Problem statement » Only a slice of the listing below is wanted. Retype the lines from the one containing "pub struct ServerConfig" through the one containing "text written with", exactly, both ends included.

Material provided »
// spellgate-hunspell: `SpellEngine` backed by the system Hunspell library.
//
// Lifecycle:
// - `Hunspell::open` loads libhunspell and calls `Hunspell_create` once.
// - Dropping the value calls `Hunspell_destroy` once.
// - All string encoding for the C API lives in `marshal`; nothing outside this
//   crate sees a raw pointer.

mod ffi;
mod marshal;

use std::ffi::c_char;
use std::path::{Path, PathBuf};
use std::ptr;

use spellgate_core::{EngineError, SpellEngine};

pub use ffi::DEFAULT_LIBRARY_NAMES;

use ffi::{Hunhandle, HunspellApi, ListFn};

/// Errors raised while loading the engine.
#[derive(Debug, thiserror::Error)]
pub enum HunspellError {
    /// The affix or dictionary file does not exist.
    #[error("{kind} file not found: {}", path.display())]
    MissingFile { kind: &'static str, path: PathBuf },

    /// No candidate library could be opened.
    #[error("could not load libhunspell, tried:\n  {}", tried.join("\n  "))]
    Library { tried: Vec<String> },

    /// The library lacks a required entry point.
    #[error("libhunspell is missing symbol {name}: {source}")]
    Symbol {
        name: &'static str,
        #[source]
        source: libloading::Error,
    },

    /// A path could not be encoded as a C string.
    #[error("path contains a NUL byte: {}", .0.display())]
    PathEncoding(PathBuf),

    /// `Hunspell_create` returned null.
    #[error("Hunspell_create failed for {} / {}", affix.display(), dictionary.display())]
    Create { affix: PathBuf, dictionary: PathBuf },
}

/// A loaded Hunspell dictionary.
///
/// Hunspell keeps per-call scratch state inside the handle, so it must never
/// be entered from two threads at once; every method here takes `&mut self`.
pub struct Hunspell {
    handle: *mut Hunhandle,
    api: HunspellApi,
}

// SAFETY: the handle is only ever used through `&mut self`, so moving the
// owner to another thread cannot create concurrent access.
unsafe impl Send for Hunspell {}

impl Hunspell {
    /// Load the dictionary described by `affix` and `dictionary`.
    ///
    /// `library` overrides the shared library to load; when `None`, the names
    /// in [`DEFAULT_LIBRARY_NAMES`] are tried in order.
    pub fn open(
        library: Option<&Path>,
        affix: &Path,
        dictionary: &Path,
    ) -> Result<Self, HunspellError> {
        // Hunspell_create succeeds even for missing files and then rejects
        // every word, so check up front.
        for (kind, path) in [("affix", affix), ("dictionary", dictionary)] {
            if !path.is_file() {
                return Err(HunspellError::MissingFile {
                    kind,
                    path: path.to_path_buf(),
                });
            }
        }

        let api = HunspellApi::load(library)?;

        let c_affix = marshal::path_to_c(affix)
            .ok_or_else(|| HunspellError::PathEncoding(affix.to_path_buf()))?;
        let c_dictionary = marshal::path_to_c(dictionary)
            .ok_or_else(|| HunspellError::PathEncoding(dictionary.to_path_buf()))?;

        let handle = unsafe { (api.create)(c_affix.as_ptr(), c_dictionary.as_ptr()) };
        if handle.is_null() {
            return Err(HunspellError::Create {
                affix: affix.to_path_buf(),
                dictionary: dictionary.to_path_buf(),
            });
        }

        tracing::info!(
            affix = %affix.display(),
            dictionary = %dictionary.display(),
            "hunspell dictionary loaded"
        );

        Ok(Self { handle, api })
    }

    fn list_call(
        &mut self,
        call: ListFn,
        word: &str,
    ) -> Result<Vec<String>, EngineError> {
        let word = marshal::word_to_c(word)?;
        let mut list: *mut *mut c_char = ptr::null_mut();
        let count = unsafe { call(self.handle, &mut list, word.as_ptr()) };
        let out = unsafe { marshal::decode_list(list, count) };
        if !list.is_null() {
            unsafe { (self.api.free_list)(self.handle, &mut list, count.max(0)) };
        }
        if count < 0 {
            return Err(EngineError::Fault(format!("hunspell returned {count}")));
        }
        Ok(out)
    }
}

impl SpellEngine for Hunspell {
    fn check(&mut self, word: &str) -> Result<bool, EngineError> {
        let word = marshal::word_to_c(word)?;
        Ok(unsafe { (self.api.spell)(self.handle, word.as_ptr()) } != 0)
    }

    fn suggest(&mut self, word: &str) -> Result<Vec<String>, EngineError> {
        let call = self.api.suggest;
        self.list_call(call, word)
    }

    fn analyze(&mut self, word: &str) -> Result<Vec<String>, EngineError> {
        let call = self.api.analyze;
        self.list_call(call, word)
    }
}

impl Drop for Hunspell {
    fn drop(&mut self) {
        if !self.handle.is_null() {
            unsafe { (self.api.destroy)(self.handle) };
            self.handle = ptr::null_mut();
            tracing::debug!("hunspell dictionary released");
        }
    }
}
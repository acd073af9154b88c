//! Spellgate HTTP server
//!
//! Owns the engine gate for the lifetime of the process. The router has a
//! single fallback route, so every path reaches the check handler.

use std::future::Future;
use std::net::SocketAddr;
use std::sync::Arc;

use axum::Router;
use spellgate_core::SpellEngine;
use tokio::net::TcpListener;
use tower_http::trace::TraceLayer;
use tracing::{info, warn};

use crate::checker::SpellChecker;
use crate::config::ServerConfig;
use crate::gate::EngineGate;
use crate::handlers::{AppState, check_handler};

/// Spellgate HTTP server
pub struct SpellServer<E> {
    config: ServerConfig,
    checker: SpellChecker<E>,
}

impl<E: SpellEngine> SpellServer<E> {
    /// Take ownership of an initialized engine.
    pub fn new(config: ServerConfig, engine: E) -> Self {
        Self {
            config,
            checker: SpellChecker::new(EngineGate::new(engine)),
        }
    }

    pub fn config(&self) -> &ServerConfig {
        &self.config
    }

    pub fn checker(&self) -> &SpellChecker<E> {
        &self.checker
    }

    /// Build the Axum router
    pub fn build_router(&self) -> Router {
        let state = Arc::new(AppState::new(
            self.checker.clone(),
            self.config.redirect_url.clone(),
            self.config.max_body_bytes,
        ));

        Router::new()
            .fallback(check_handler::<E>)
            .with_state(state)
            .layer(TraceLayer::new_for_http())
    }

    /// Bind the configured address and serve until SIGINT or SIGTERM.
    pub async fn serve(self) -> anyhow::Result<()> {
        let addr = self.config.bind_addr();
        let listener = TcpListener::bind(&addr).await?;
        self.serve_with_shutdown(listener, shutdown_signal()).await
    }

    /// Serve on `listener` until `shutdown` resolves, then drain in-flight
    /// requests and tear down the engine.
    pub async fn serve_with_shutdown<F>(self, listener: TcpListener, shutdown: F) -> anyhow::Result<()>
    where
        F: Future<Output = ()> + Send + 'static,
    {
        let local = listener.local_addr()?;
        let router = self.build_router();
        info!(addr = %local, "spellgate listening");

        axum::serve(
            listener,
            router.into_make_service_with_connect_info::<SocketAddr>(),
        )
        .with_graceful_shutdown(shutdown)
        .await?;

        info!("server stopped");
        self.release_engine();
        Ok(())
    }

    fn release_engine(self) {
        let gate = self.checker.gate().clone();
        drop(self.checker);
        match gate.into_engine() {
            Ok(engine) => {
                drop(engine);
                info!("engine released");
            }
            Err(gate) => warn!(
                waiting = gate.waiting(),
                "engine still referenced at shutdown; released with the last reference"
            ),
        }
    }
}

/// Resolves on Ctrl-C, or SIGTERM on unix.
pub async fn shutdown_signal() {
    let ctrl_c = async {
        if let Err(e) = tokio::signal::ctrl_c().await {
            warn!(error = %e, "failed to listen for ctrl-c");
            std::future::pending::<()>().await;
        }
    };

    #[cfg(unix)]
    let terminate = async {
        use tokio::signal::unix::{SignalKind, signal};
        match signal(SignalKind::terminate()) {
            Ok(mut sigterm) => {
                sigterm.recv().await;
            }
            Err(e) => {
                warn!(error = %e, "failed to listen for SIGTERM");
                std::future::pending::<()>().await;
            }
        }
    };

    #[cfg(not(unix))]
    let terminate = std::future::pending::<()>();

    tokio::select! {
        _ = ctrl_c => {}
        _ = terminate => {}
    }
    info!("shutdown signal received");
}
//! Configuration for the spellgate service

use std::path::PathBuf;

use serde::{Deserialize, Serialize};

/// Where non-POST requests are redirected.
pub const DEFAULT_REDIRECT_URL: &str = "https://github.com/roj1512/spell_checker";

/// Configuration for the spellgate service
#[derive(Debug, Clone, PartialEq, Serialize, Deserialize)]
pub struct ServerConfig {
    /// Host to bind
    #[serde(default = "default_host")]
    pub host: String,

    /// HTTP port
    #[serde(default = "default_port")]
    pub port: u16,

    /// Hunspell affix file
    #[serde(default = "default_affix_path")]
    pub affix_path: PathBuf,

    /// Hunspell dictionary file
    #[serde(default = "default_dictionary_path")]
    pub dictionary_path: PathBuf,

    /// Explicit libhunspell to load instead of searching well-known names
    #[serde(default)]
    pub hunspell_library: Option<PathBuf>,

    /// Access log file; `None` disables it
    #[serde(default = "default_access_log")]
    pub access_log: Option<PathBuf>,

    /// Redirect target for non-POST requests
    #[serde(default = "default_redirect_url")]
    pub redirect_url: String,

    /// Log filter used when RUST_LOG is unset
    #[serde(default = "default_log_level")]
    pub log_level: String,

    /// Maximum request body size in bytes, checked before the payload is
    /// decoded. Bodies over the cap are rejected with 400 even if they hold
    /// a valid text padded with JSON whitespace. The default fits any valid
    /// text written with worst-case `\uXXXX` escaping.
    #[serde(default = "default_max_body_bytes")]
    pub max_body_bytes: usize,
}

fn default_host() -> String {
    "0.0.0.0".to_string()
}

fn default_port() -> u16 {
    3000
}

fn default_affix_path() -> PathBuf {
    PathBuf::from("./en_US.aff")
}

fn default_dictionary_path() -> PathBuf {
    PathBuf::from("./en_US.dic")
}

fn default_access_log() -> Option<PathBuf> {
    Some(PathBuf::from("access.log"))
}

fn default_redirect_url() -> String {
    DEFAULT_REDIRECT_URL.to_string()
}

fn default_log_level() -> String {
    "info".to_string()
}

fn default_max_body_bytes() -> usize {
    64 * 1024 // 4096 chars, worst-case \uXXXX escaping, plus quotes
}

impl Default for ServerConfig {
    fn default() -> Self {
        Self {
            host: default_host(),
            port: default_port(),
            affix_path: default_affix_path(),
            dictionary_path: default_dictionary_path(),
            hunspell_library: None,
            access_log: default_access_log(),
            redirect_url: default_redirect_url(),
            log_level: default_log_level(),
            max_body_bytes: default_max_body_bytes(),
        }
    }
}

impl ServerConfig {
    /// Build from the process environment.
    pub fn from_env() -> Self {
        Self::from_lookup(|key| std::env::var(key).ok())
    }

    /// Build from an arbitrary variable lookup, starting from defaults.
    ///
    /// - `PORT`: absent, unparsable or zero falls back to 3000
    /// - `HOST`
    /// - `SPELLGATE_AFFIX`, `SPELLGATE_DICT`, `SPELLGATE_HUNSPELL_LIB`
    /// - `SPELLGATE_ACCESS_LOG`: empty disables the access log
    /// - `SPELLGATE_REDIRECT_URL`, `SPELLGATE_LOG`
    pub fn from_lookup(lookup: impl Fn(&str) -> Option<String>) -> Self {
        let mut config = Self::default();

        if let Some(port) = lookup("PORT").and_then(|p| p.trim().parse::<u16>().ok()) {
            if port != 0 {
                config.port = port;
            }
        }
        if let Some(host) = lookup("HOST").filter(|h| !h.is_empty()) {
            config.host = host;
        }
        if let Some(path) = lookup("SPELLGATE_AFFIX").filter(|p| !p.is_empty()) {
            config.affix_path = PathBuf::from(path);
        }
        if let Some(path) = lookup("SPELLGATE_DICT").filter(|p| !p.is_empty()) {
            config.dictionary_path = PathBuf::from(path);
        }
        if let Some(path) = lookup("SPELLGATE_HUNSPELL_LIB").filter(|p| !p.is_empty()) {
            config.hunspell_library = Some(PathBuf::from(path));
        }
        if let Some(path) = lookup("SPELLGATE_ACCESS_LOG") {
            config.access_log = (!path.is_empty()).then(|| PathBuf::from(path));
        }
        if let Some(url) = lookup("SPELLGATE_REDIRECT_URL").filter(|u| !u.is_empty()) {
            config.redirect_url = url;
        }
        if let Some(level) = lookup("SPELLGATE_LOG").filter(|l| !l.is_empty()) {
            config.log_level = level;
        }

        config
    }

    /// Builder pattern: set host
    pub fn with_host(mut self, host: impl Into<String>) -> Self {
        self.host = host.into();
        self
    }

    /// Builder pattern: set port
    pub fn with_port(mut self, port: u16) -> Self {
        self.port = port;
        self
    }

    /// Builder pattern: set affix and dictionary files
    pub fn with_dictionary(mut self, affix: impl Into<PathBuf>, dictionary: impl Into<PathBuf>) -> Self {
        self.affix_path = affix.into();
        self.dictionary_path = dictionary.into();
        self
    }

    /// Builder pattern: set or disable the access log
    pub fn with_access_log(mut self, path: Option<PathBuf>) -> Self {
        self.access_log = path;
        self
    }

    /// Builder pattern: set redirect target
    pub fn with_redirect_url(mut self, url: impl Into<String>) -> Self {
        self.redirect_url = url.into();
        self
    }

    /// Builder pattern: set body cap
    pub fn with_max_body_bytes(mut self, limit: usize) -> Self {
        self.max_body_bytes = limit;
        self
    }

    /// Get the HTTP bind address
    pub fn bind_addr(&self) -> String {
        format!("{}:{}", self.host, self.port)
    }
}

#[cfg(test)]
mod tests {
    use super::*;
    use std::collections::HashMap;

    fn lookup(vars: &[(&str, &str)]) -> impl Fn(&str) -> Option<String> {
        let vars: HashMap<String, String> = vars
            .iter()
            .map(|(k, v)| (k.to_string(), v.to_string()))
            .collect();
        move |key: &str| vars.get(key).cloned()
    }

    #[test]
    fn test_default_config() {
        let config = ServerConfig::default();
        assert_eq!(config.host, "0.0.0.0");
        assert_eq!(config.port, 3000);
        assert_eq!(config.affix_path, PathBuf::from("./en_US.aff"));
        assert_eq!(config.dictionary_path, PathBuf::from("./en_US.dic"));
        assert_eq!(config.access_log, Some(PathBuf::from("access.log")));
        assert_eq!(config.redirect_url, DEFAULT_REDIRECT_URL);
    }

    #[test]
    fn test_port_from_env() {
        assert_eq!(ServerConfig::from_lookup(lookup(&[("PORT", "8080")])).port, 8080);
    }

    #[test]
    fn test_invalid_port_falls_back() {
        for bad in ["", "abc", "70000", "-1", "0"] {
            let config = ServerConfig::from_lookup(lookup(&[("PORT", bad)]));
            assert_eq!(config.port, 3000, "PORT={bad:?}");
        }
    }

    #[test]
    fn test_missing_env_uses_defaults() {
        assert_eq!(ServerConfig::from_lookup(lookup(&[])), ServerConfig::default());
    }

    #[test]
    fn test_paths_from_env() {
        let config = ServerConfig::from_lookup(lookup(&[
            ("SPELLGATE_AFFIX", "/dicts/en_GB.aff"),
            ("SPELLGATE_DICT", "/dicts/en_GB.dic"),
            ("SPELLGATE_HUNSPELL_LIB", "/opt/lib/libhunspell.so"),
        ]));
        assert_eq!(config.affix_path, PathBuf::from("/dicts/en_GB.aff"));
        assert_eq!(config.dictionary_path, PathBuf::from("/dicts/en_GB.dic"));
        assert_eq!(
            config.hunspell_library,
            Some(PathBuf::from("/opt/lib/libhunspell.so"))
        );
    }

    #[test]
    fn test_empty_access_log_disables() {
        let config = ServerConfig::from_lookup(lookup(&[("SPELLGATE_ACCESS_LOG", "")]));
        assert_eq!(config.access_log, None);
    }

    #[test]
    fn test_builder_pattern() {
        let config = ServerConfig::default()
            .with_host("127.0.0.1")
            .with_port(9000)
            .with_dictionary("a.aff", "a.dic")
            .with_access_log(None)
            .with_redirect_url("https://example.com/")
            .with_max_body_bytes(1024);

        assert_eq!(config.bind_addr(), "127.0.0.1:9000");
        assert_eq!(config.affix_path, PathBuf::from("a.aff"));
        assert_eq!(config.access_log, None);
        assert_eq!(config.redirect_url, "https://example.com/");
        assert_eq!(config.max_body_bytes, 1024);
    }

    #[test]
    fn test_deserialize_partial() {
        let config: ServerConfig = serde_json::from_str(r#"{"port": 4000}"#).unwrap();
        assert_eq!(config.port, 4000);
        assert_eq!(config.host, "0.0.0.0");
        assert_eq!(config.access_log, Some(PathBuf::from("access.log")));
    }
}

Exercise output »
pub struct ServerConfig {
    /// Host to bind
    #[serde(default = "default_host")]
    pub host: String,

    /// HTTP port
    #[serde(default = "default_port")]
    pub port: u16,

    /// Hunspell affix file
    #[serde(default = "default_affix_path")]
    pub affix_path: PathBuf,

    /// Hunspell dictionary file
    #[serde(default = "default_dictionary_path")]
    pub dictionary_path: PathBuf,

    /// Explicit libhunspell to load instead of searching well-known names
    #[serde(default)]
    pub hunspell_library: Option<PathBuf>,

    /// Access log file; `None` disables it
    #[serde(default = "default_access_log")]
    pub access_log: Option<PathBuf>,

    /// Redirect target for non-POST requests
    #[serde(default = "default_redirect_url")]
    pub redirect_url: String,

    /// Log filter used when RUST_LOG is unset
    #[serde(default = "default_log_level")]
    pub log_level: String,

    /// Maximum request body size in bytes, checked before the payload is
    /// decoded. Bodies over the cap are rejected with 400 even if they hold
    /// a valid text padded with JSON whitespace. The default fits any valid
    /// text written with worst-case `\uXXXX` escaping.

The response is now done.